**Task directions**
Within the material below, filter for lines that hold the word "super".

**Information supplied**
[Start of Attachment]

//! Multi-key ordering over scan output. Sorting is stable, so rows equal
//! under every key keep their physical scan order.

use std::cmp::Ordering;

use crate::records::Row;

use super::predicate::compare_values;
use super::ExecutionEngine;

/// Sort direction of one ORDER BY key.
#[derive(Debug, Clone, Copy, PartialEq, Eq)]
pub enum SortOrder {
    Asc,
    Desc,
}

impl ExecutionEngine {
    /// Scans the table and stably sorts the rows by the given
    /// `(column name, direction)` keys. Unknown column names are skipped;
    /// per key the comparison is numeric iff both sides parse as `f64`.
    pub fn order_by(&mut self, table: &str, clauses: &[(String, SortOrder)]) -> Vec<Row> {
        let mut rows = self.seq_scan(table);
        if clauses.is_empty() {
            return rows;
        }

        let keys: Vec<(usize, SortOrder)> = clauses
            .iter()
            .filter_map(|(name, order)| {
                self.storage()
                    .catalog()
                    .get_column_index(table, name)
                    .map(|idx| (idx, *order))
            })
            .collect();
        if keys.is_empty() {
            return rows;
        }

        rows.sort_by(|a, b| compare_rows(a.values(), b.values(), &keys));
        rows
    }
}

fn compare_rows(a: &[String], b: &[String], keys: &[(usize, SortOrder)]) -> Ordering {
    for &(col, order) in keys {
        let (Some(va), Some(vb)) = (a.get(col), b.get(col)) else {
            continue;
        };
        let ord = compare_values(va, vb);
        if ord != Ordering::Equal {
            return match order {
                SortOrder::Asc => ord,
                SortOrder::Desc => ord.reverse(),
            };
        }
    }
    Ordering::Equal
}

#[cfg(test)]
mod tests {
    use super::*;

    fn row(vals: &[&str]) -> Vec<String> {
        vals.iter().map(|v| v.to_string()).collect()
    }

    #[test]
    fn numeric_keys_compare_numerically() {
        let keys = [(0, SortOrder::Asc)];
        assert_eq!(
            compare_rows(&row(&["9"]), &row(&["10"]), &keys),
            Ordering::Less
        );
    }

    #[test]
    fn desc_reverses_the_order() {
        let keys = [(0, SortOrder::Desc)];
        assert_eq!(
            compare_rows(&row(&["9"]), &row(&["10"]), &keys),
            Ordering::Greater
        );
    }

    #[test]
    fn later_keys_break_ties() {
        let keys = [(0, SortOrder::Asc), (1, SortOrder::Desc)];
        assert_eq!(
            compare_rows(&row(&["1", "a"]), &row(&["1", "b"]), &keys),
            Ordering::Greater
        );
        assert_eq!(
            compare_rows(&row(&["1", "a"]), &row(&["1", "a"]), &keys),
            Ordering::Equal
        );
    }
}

[End of Attachment]

**Result**
use super::predicate::compare_values;
use super::ExecutionEngine;
    use super::*;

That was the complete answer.